BACKGROUND | GOALS | PUBLIC PARTICIPATION

DOWNLOAD THE ORIGINAL SEAPRE NSF PROPOSAL (.PDF)

Background
Seabird islands (islands with large populations of seabirds) are crucial to the survival of native animals and plants due to the large subsidies provided by nutrient inputs of marine origin. Seabird predators have devastated seabird populations and drastically altered vegetation processes and ecosystem function all over the world. These predators are now being eradicated on hundreds of islands, but restoration plans usually do not include vegetation and ecosystem processes, nor are these processes monitored. Although we know that many of the impacts of seabird predators on other species are indirect (mediated through changes in nutrient inputs and disturbance by seabirds), the impacts of removing seabird predators on these processes remain unstudied. The implicit assumption is that the removal of predators will result in the recovery of seabird populations and the restoration of seabird island community and ecosystem dynamics.

Goals
Despite the many studies of seabird islands, no cross-system comparisons have been done, and we are lacking answers to such basic questions as the extent to which seabird impacts are similar across systems versus determined by system-specific characteristics such as geographic location, moisture regime, or seabird species.

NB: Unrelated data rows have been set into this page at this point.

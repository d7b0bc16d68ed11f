//! Chromium-based renderer using chromiumoxide.

use super::{NavigationResult, RenderContext, Renderer};
use anyhow::{bail, Context, Result};
use async_trait::async_trait;
use chromiumoxide::browser::{Browser, BrowserConfig};
use chromiumoxide::page::Page;
use futures::StreamExt;
use std::ffi::OsString;
use std::path::PathBuf;
use std::sync::atomic::{AtomicUsize, Ordering};
use std::sync::Arc;
use std::time::Instant;
use tokio::task::JoinHandle;
use tracing::debug;

/// Environment variable naming the browser binary to drive.
pub const CHROMIUM_PATH_ENV: &str = "IMDB_REVIEWS_CHROMIUM_PATH";

/// Executable names tried on `PATH`, in order.
const BROWSER_NAMES: &[&str] = &[
    "google-chrome",
    "google-chrome-stable",
    "chromium",
    "chromium-browser",
];

const MACOS_CHROME: &str = "/Applications/Google Chrome.app/Contents/MacOS/Google Chrome";

/// Locate a Chrome or Chromium binary: the explicit override, then `PATH`,
/// then the stock macOS install.
pub fn find_chromium() -> Option<PathBuf> {
    explicit_binary(std::env::var_os(CHROMIUM_PATH_ENV))
        .or_else(|| BROWSER_NAMES.iter().find_map(|name| which::which(name).ok()))
        .or_else(|| {
            let app = PathBuf::from(MACOS_CHROME);
            (cfg!(target_os = "macos") && app.exists()).then_some(app)
        })
}

/// The override path, if it names an existing file.
fn explicit_binary(value: Option<OsString>) -> Option<PathBuf> {
    let path = PathBuf::from(value?);
    if path.is_file() {
        Some(path)
    } else {
        debug!("{CHROMIUM_PATH_ENV}={} is not a file, searching PATH", path.display());
        None
    }
}

/// Chromium-based renderer.
pub struct ChromiumRenderer {
    browser: Browser,
    handler_task: JoinHandle<()>,
    active_count: Arc<AtomicUsize>,
}

impl ChromiumRenderer {
    /// Launch a Chromium instance, headless unless `headless` is false.
    pub async fn launch(headless: bool) -> Result<Self> {
        let chrome_path = find_chromium()
            .with_context(|| format!("Chromium not found. Install Chrome/Chromium or set {CHROMIUM_PATH_ENV}."))?;

        let mut builder = BrowserConfig::builder()
            .chrome_executable(chrome_path)
            .arg("--disable-gpu")
            .arg("--no-sandbox")
            .arg("--disable-dev-shm-usage")
            .arg("--disable-extensions")
            .arg("--disable-background-networking");
        builder = if headless {
            builder.arg("--headless=new")
        } else {
            builder.with_head()
        };
        let config = builder
            .build()
            .map_err(|e| anyhow::anyhow!("failed to build browser config: {e}"))?;

        let (browser, mut handler) = Browser::launch(config)
            .await
            .context("failed to launch Chromium")?;

        let handler_task = tokio::spawn(async move {
            while let Some(event) = handler.next().await {
                if let Err(e) = event {
                    debug!("browser handler event error: {e}");
                }
            }
        });

        Ok(Self {
            browser,
            handler_task,
            active_count: Arc::new(AtomicUsize::new(0)),
        })
    }
}

#[async_trait]
impl Renderer for ChromiumRenderer {
    async fn new_context(&self) -> Result<Box<dyn RenderContext>> {
        let page = self
            .browser
            .new_page("about:blank")
            .await
            .context("failed to create new page")?;

        self.active_count.fetch_add(1, Ordering::Relaxed);

        Ok(Box::new(ChromiumContext {
            page,
            active_count: Arc::clone(&self.active_count),
        }))
    }

    async fn shutdown(&self) -> Result<()> {
        // Browser process is killed when ChromiumRenderer is dropped
        self.handler_task.abort();
        Ok(())
    }

    fn active_contexts(&self) -> usize {
        self.active_count.load(Ordering::Relaxed)
    }
}

/// A single Chromium page context.
pub struct ChromiumContext {
    page: Page,
    active_count: Arc<AtomicUsize>,
}

#[async_trait]
impl RenderContext for ChromiumContext {
    async fn navigate(&mut self, url: &str, timeout_ms: u64) -> Result<NavigationResult> {
        let start = Instant::now();

        let result = tokio::time::timeout(
            std::time::Duration::from_millis(timeout_ms),
            self.page.goto(url),
        )
        .await;

        let load_time_ms = start.elapsed().as_millis() as u64;

        match result {
            Ok(Ok(_)) => {
                let final_url = self
                    .page
                    .url()
                    .await
                    .unwrap_or_default()
                    .map(|u| u.to_string())
                    .unwrap_or_else(|| url.to_string());

                Ok(NavigationResult {
                    final_url,
                    load_time_ms,
                })
            }
            Ok(Err(e)) => bail!("navigation failed: {e}"),
            Err(_) => bail!("navigation timed out after {timeout_ms}ms"),
        }
    }

    async fn execute_js(&self, script: &str) -> Result<serde_json::Value> {
        let result = self
            .page
            .evaluate(script)
            .await
            .context("JS execution failed")?;

        result
            .into_value()
            .map_err(|e| anyhow::anyhow!("failed to convert JS result: {e:?}"))
    }

    async fn read_text(&self, selector: &str) -> Result<Option<String>> {
        let element = match self.page.find_element(selector).await {
            Ok(element) => element,
            Err(e) => {
                debug!("no element for {selector}: {e}");
                return Ok(None);
            }
        };
        element
            .inner_text()
            .await
            .with_context(|| format!("failed to read text of {selector}"))
    }

    async fn count(&self, selector: &str) -> Result<usize> {
        match self.page.find_elements(selector).await {
            Ok(elements) => Ok(elements.len()),
            Err(e) => {
                debug!("no elements for {selector}: {e}");
                Ok(0)
            }
        }
    }

    async fn click(&self, selector: &str) -> bool {
        match self.page.find_element(selector).await {
            Ok(element) => element.click().await.is_ok(),
            Err(_) => false,
        }
    }

    async fn close(self: Box<Self>) -> Result<()> {
        self.active_count.fetch_sub(1, Ordering::Relaxed);
        let _ = self.page.close().await;
        Ok(())
    }
}

#[cfg(test)]
mod tests {
    use super::*;

    #[test]
    fn test_explicit_binary_must_exist() {
        let file = tempfile::NamedTempFile::new().unwrap();
        let found = explicit_binary(Some(file.path().as_os_str().to_owned()));
        assert_eq!(found.as_deref(), Some(file.path()));

        let dir = tempfile::tempdir().unwrap();
        assert_eq!(explicit_binary(Some(dir.path().as_os_str().to_owned())), None);
        assert_eq!(
            explicit_binary(Some(dir.path().join("no-such-chrome").into_os_string())),
            None
        );
        assert_eq!(explicit_binary(None), None);
    }

    #[tokio::test]
    #[ignore] // Requires Chromium to be installed
    async fn test_chromium_click_and_count() {
        let renderer = ChromiumRenderer::launch(true)
            .await
            .expect("failed to launch renderer");
        let mut ctx = renderer
            .new_context()
            .await
            .expect("failed to create context");

        ctx.navigate(
            "data:text/html,<ul><li class='item'>a</li></ul>\
             <button id='more' onclick=\"this.remove()\">more</button>",
            10000,
        )
        .await
        .expect("navigation failed");

        assert_eq!(ctx.count(".item").await.unwrap(), 1);
        assert_eq!(
            ctx.read_text(".item").await.unwrap().as_deref(),
            Some("a")
        );
        assert!(ctx.click("#more").await);
        assert!(!ctx.click("#more").await);

        let html = ctx.get_html().await.expect("get_html failed");
        assert!(html.contains("class=\"item\""));

        ctx.close().await.expect("close failed");
        assert_eq!(renderer.active_contexts(), 0);

        renderer.shutdown().await.expect("shutdown failed");
    }
}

This information is crucial for making predictions about the impacts of new invasions or predator eradications. This Research Coordination Network (RCN) will bring together scientists from across the globe to perform cross-system comparisons and syntheses, establish standard methodologies, identify crucial data that are lacking, and develop a conceptual framework for understanding and predicting impacts of seabirds and predators on island functioning, the consequences of their removal, and requirements for restoration of island functioning.

Public Participation
One of the goals of this meeting is to develop a set of guidelines for island restoration. The involvement of managers and members of the public (e.g. island owners and volunteers) is crucial to this effort. As our network develops we will be inviting members of the public to participate in annual meetings; this website will also be used to provide information and allow an exchange of ideas by non-scientists.